State only how many lines below include the string "Result".

Data in this exercise:
# # #
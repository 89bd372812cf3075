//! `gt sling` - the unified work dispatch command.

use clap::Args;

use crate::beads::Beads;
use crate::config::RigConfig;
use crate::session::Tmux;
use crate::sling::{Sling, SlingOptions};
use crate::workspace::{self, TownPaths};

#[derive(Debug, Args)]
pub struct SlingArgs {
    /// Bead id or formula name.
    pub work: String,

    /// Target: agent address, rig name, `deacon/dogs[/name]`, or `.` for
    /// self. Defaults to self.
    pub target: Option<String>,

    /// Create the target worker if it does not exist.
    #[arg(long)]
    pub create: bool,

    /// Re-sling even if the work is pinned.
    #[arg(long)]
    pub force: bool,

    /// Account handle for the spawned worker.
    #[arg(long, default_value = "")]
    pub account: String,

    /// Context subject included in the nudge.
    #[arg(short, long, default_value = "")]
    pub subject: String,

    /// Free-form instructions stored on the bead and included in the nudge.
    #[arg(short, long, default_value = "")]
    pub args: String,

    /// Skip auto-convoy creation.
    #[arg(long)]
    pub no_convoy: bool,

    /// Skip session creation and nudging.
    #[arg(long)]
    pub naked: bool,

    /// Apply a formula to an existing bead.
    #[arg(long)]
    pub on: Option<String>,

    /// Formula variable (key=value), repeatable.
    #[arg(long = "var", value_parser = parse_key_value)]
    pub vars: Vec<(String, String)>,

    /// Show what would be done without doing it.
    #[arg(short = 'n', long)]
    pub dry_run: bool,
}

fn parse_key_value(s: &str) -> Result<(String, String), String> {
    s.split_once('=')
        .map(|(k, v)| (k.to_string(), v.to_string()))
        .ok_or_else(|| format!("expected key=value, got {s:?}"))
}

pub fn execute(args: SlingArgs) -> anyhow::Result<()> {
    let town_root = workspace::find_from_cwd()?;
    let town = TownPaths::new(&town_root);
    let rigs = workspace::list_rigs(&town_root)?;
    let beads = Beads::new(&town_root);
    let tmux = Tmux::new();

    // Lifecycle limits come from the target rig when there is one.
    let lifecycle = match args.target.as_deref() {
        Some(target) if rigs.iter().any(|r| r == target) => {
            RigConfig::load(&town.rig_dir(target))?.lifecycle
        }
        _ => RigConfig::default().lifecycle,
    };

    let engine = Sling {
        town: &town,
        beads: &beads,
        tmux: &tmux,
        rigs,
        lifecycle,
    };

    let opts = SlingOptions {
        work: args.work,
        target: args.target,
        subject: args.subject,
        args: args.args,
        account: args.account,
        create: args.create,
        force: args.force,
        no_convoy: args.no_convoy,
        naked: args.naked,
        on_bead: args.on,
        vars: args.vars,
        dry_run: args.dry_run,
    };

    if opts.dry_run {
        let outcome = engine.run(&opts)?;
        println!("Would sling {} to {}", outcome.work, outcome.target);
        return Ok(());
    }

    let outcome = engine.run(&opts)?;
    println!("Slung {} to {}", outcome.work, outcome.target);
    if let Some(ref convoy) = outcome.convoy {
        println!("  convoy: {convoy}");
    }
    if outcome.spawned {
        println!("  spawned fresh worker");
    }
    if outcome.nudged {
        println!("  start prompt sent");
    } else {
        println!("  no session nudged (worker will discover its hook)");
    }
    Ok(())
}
# # #
Response:
2